A decisão consta no Diário Oficial do órgão desta sexta-feira (7).
As irregularidades foram identificadas na execução de obras de reconstrução de pontes e bueiros custeadas com recursos federais destinados à recuperação dos danos provocados pelas fortes chuvas que atingiram o município em 2011.
O convênio, cuja prestação de contas foi julgada irregular pela Corte de Contas, previa investimentos de R$ 3,315 milhões, integralmente custeados pela União, para a reconstrução de pontes e bueiros danificados. Ao longo da execução, porém, foram efetivamente repassados R$ 2,703 milhões.
Durante a análise da prestação de contas, técnicos identificaram indícios de que algumas obras haviam sido pagas por valores superiores aos de referência utilizados pela administração federal. Diante da insuficiência das justificativas apresentadas e da ausência de devolução dos recursos, o Ministério da Integração instaurou, em 2024, uma Tomada de Contas Especial.
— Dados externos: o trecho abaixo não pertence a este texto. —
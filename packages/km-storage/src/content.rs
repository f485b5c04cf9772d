//! Authoritative record storage for a node.

use std::{
	collections::HashMap,
	path::{Path, PathBuf},
	sync::atomic::{AtomicBool, Ordering},
};

use sqlx::SqlitePool;
use time::{OffsetDateTime, format_description::well_known::Rfc3339};
use tokio::sync::OnceCell;

use crate::{Error, Result, db, models::ContentRow, schema};
use km_domain::Record;

const ID_BATCH: usize = 500;

pub struct ContentStore {
	path: PathBuf,
	pool: OnceCell<SqlitePool>,
	disposed: AtomicBool,
}
impl ContentStore {
	pub fn new(path: impl Into<PathBuf>) -> Self {
		Self { path: path.into(), pool: OnceCell::new(), disposed: AtomicBool::new(false) }
	}

	pub fn path(&self) -> &Path {
		&self.path
	}

	/// Opens the database. Fails when the file cannot be created or opened.
	pub async fn initialize(&self) -> Result<()> {
		self.pool().await.map(|_| ())
	}

	pub async fn upsert(&self, record: &Record) -> Result<()> {
		if record.id.trim().is_empty() {
			return Err(Error::InvalidArgument("record id must be non-empty".to_string()));
		}

		let pool = self.pool().await?;
		let created_at =
			record.created_at.format(&Rfc3339).map_err(|err| Error::InvalidRecord {
				id: record.id.clone(),
				message: err.to_string(),
			})?;
		let updated_at = OffsetDateTime::now_utc().format(&Rfc3339).map_err(|err| {
			Error::InvalidRecord { id: record.id.clone(), message: err.to_string() }
		})?;

		sqlx::query(
			"\
INSERT INTO km_content (id, title, description, content, mime_type, tags, metadata, created_at, updated_at)
VALUES (?1, ?2, ?3, ?4, ?5, ?6, ?7, ?8, ?9)
ON CONFLICT(id) DO UPDATE SET
	title = excluded.title,
	description = excluded.description,
	content = excluded.content,
	mime_type = excluded.mime_type,
	tags = excluded.tags,
	metadata = excluded.metadata,
	created_at = excluded.created_at,
	updated_at = excluded.updated_at",
		)
		.bind(&record.id)
		.bind(record.title.as_deref())
		.bind(record.description.as_deref())
		.bind(&record.content)
		.bind(&record.mime_type)
		.bind(serde_json::to_string(&record.tags)?)
		.bind(serde_json::to_string(&record.metadata)?)
		.bind(created_at)
		.bind(updated_at)
		.execute(pool)
		.await?;

		Ok(())
	}

	pub async fn get(&self, id: &str) -> Result<Option<Record>> {
		let pool = self.pool().await?;
		let row: Option<ContentRow> = sqlx::query_as(
			"\
SELECT id, title, description, content, mime_type, tags, metadata, created_at
FROM km_content
WHERE id = ?1",
		)
		.bind(id)
		.fetch_optional(pool)
		.await?;

		row.map(ContentRow::into_record).transpose()
	}

	/// Raw rows for `ids`. Missing ids are absent from the map.
	pub async fn get_many(&self, ids: &[String]) -> Result<HashMap<String, ContentRow>> {
		let pool = self.pool().await?;
		let mut out = HashMap::with_capacity(ids.len());

		for batch in ids.chunks(ID_BATCH) {
			let placeholders = vec!["?"; batch.len()].join(", ");
			let sql = format!(
				"SELECT id, title, description, content, mime_type, tags, metadata, created_at \
FROM km_content WHERE id IN ({placeholders})"
			);
			let mut query = sqlx::query_as::<_, ContentRow>(&sql);

			for id in batch {
				query = query.bind(id);
			}

			for row in query.fetch_all(pool).await? {
				out.insert(row.id.clone(), row);
			}
		}

		Ok(out)
	}

	pub async fn delete(&self, id: &str) -> Result<bool> {
		let pool = self.pool().await?;
		let result = sqlx::query("DELETE FROM km_content WHERE id = ?1").bind(id).execute(pool).await?;

		Ok(result.rows_affected() > 0)
	}

	pub async fn list_ids(&self, limit: u32) -> Result<Vec<String>> {
		let pool = self.pool().await?;
		let ids: Vec<(String,)> =
			sqlx::query_as("SELECT id FROM km_content ORDER BY created_at DESC, id ASC LIMIT ?1")
				.bind(i64::from(limit))
				.fetch_all(pool)
				.await?;

		Ok(ids.into_iter().map(|(id,)| id).collect())
	}

	pub async fn count(&self) -> Result<u64> {
		let pool = self.pool().await?;
		let (count,): (i64,) =
			sqlx::query_as("SELECT COUNT(*) FROM km_content").fetch_one(pool).await?;

		Ok(count.max(0) as u64)
	}

	pub async fn close(&self) {
		self.disposed.store(true, Ordering::Release);

		if let Some(pool) = self.pool.get() {
			db::checkpoint_and_close(pool).await;
		}
	}

	async fn pool(&self) -> Result<&SqlitePool> {
		if self.disposed.load(Ordering::Acquire) {
			return Err(Error::Disposed { path: self.path.clone() });
		}

		self.pool
			.get_or_try_init(|| async {
				let (pool, _) = db::open(&self.path, None).await?;

				sqlx::query(schema::CONTENT_TABLE).execute(&pool).await?;

				Ok::<_, Error>(pool)
			})
			.await
	}
}
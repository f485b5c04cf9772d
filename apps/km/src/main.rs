use clap::Parser;

#[tokio::main]
async fn main() -> color_eyre::Result<()> {
	color_eyre::install()?;

	let args = km::Args::parse();

	km::run(args).await
}
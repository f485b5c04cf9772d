use std::collections::BTreeMap;

use sqlx::FromRow;
use time::{OffsetDateTime, format_description::well_known::Rfc3339};

use crate::{Error, Result};
use km_domain::Record;

#[derive(Clone, Debug, PartialEq)]
pub struct VectorMatch {
	pub content_id: String,
	/// Cosine similarity of the unit-normalized vectors, in `[-1, 1]`.
	pub score: f32,
}

#[derive(Clone, Debug, PartialEq)]
pub struct FtsMatch {
	pub content_id: String,
	/// Negated BM25; larger is better.
	pub score: f32,
	/// Lowercased surface forms the tokenizer matched, stems included.
	pub matched_terms: Vec<String>,
}

#[derive(Clone, Debug, FromRow)]
pub struct ContentRow {
	pub id: String,
	pub title: Option<String>,
	pub description: Option<String>,
	pub content: String,
	pub mime_type: String,
	pub tags: String,
	pub metadata: String,
	pub created_at: String,
}
impl ContentRow {
	/// Rows with empty content or an unreadable timestamp cannot be rendered.
	pub fn into_record(self) -> Result<Record> {
		if self.content.trim().is_empty() {
			return Err(Error::InvalidRecord { id: self.id, message: "content is empty".to_string() });
		}

		let created_at = OffsetDateTime::parse(&self.created_at, &Rfc3339).map_err(|err| {
			Error::InvalidRecord { id: self.id.clone(), message: format!("createdAt: {err}") }
		})?;
		let tags: Vec<String> = serde_json::from_str(&self.tags)?;
		let metadata: BTreeMap<String, String> = serde_json::from_str(&self.metadata)?;

		Ok(Record {
			id: self.id,
			title: self.title,
			description: self.description,
			content: self.content,
			mime_type: self.mime_type,
			tags,
			metadata,
			created_at,
		})
	}
}
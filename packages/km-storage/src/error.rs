use std::path::PathBuf;

pub type Result<T, E = Error> = std::result::Result<T, E>;

#[derive(Debug, thiserror::Error)]
pub enum Error {
	#[error(transparent)]
	Sqlx(#[from] sqlx::Error),
	#[error(transparent)]
	Provider(#[from] km_providers::Error),
	#[error(transparent)]
	Domain(#[from] km_domain::Error),
	#[error(transparent)]
	Serialization(#[from] serde_json::Error),
	#[error("Embedding has {actual} dimensions but the index expects {expected}.")]
	DimensionMismatch { expected: u32, actual: usize },
	#[error("Storage at {path:?} has been closed.")]
	Disposed { path: PathBuf },
	#[error("Failed to prepare storage directory for {path:?}.")]
	Io { path: PathBuf, source: std::io::Error },
	#[error("Invalid argument: {0}")]
	InvalidArgument(String),
	#[error("Invalid record {id}: {message}")]
	InvalidRecord { id: String, message: String },
}
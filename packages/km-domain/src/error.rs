pub type Result<T, E = Error> = std::result::Result<T, E>;

#[derive(Debug, thiserror::Error)]
pub enum Error {
	#[error("Vector blob length {len} is not a multiple of 4 bytes.")]
	InvalidBlob { len: usize },
	#[error("{message}")]
	InvalidValue { message: String },
}
//! Argument types for each subcommand and their conversion into service calls.

use std::{collections::HashMap, fs, path::PathBuf};

use clap::ArgGroup;
use color_eyre::eyre;
use serde_json::{Value, json};

use km_config::NodeAccess;
use km_domain::{Record, query};
use km_search::{SearchRequest, SearchService};

#[derive(Debug, clap::Args)]
#[command(rename_all = "kebab")]
pub struct SearchArgs {
	pub query: String,
	/// Restrict the search to this node. Repeatable.
	#[arg(long = "node", value_name = "NODE")]
	pub nodes: Vec<String>,
	#[arg(long = "exclude-node", value_name = "NODE")]
	pub exclude_nodes: Vec<String>,
	/// `INDEX` on every node, or `NODE:INDEX` on one node. Repeatable.
	#[arg(long = "index", value_name = "INDEX")]
	pub indexes: Vec<String>,
	#[arg(long = "exclude-index", value_name = "INDEX")]
	pub exclude_indexes: Vec<String>,
	#[arg(long, allow_negative_numbers = true)]
	pub limit: Option<i64>,
	#[arg(long, allow_negative_numbers = true)]
	pub offset: Option<i64>,
	#[arg(long)]
	pub min_relevance: Option<f32>,
	#[arg(long)]
	pub max_results_per_node: Option<u32>,
	/// `NODE=WEIGHT`, replacing the configured weight of that node. Repeatable.
	#[arg(long = "node-weight", value_name = "NODE=WEIGHT", value_parser = parse_node_weight)]
	pub node_weights: Vec<(String, f32)>,
	#[arg(long)]
	pub snippet_only: bool,
	#[arg(long)]
	pub snippet_length: Option<u32>,
	#[arg(long)]
	pub max_snippets: Option<u32>,
	#[arg(long)]
	pub highlight: bool,
	#[arg(long)]
	pub wait_for_indexing: bool,
	#[arg(long)]
	pub timeout_seconds: Option<u64>,
}
impl SearchArgs {
	pub fn into_request(self) -> SearchRequest {
		let node_weights = (!self.node_weights.is_empty())
			.then(|| self.node_weights.into_iter().collect::<HashMap<_, _>>());

		SearchRequest {
			query: self.query,
			nodes: self.nodes,
			exclude_nodes: self.exclude_nodes,
			search_indexes: self.indexes,
			exclude_indexes: self.exclude_indexes,
			limit: self.limit,
			offset: self.offset,
			min_relevance: self.min_relevance,
			max_results_per_node: self.max_results_per_node,
			node_weights,
			snippet_only: self.snippet_only,
			snippet_length: self.snippet_length,
			max_snippets_per_result: self.max_snippets,
			highlight: self.highlight,
			wait_for_indexing: self.wait_for_indexing,
			timeout_seconds: self.timeout_seconds,
		}
	}
}

#[derive(Debug, clap::Args)]
#[command(
	rename_all = "kebab",
	group(ArgGroup::new("body").required(true).args(["content", "file"])),
)]
pub struct PutArgs {
	#[arg(long, value_name = "NODE")]
	pub node: String,
	#[arg(long, value_name = "ID")]
	pub id: String,
	#[arg(long)]
	pub title: Option<String>,
	#[arg(long)]
	pub description: Option<String>,
	#[arg(long)]
	pub content: Option<String>,
	/// Read the content from a UTF-8 file.
	#[arg(long, value_name = "PATH")]
	pub file: Option<PathBuf>,
	#[arg(long)]
	pub mime_type: Option<String>,
	#[arg(long = "tag", value_name = "TAG")]
	pub tags: Vec<String>,
	/// `KEY=VALUE`. Repeatable.
	#[arg(long = "meta", value_name = "KEY=VALUE", value_parser = parse_metadata)]
	pub metadata: Vec<(String, String)>,
	/// RFC 3339 timestamp or `YYYY-MM-DD`. Defaults to now.
	#[arg(long, value_name = "TIME")]
	pub created_at: Option<String>,
}
impl PutArgs {
	pub fn into_record(self) -> color_eyre::Result<Record> {
		let content = match (self.content, self.file) {
			(Some(content), _) => content,
			(None, Some(path)) => fs::read_to_string(&path)
				.map_err(|err| eyre::eyre!("Failed to read {}: {err}", path.display()))?,
			(None, None) => return Err(eyre::eyre!("Either --content or --file is required.")),
		};
		let mut record = Record::new(self.id, content);

		record.title = self.title;
		record.description = self.description;
		record.tags = self.tags;
		record.metadata = self.metadata.into_iter().collect();

		if let Some(mime_type) = self.mime_type {
			record.mime_type = mime_type;
		}
		if let Some(raw) = self.created_at {
			record.created_at = query::parse_datetime(&raw)?;
		}

		Ok(record)
	}
}

#[derive(Debug, clap::Args)]
#[command(rename_all = "kebab")]
pub struct RecordArgs {
	#[arg(long, value_name = "NODE")]
	pub node: String,
	pub id: String,
}

/// Node ids, access modes and index availability, in node order.
pub fn describe_nodes(service: &SearchService) -> Value {
	let nodes: Vec<Value> = service
		.nodes()
		.map(|node| {
			let indexes: Vec<Value> = node
				.indexes()
				.iter()
				.map(|index| match index.backend() {
					Ok(backend) => json!({
						"id": index.id(),
						"kind": backend.kind().as_str(),
						"required": index.required(),
						"available": true,
					}),
					Err(err) => json!({
						"id": index.id(),
						"required": index.required(),
						"available": false,
						"error": err.to_string(),
					}),
				})
				.collect();
			let access = match node.access() {
				NodeAccess::ReadWrite => "readWrite",
				NodeAccess::ReadOnly => "readOnly",
			};

			json!({
				"id": node.id(),
				"access": access,
				"contentAvailable": node.content().is_ok(),
				"indexes": indexes,
			})
		})
		.collect();

	json!({ "nodes": nodes })
}

fn parse_node_weight(raw: &str) -> Result<(String, f32), String> {
	let (node, weight) = split_pair(raw)?;
	let weight: f32 = weight.parse().map_err(|_| format!("'{weight}' is not a number."))?;

	Ok((node, weight))
}

fn parse_metadata(raw: &str) -> Result<(String, String), String> {
	split_pair(raw)
}

fn split_pair(raw: &str) -> Result<(String, String), String> {
	let Some((key, value)) = raw.split_once('=') else {
		return Err(format!("Expected KEY=VALUE, got '{raw}'."));
	};
	let key = key.trim();

	if key.is_empty() {
		return Err(format!("Missing key in '{raw}'."));
	}

	Ok((key.to_string(), value.trim().to_string()))
}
Segundo o TCU, o dano decorreu de sobrepreço em três obras: a reconstrução da ponte de acesso aos povoados de Limas, Córrego das Pedras e Aparição; a reconstrução da ponte de acesso ao bairro Castelo Branco; e a reconstrução parcial de gabião na Rua Raimundo Menezes.
Como o sobrepreço foi identificado
No acórdão, o Tribunal explicou que as obras foram orçadas pelo município com base em tabelas de custos da Superintendência de Desenvolvimento da Capital (Sudecap), de Belo Horizonte. Já a equipe técnica entendeu que, por envolver recursos federais, deveriam ter sido utilizados os sistemas oficiais Sinapi e Sicro, adotados pela União como referência para obras públicas.
Uma das principais teses das empresas era que o percentual de 30% dos Benefícios e Despesas Indiretas (BDIs), índice que remunera despesas administrativas, tributos, riscos e lucro da contratada, havia sido adotado de forma regular na época da licitação. O TCU concordou com esse argumento. Segundo o acórdão, como o processo de contratação ocorreu antes da consolidação dos parâmetros hoje utilizados pelo Tribunal para esse tipo de obra, não seria possível responsabilizar os envolvidos apenas pela adoção desse percentual.
Apesar disso, a Corte concluiu que o prejuízo aos cofres públicos permaneceu caracterizado porque o problema não estava no BDI, mas nos preços unitários de diversos serviços executados. A auditoria reconheceu, inclusive, que as obras foram concluídas e apresentavam condições adequadas de uso. Ainda assim, ao comparar os valores pagos por itens específicos das obras com os referenciais oficiais da União, os técnicos identificaram pagamentos acima dos preços considerados compatíveis, mantendo a conclusão pela existência de sobrepreço e superfaturamento.
As construtoras sustentaram que apenas seguiram os parâmetros previstos no edital elaborado pelo município e argumentaram que as planilhas da Sudecap refletiam os preços praticados em Minas Gerais. Também alegaram que houve aplicação retroativa de critérios técnicos do TCU e defenderam que não existia sobrepreço.
O Tribunal, porém, rejeitou esses argumentos. A Corte entendeu que a legislação exigia a utilização dos sistemas federais de referência e concluiu que as empresas não demonstraram que os valores pagos correspondiam aos preços de mercado, mantendo a caracterização do dano ao erário. Também afastou a alegação de prescrição, afirmando que os prazos processuais foram regularmente interrompidos ao longo da apuração.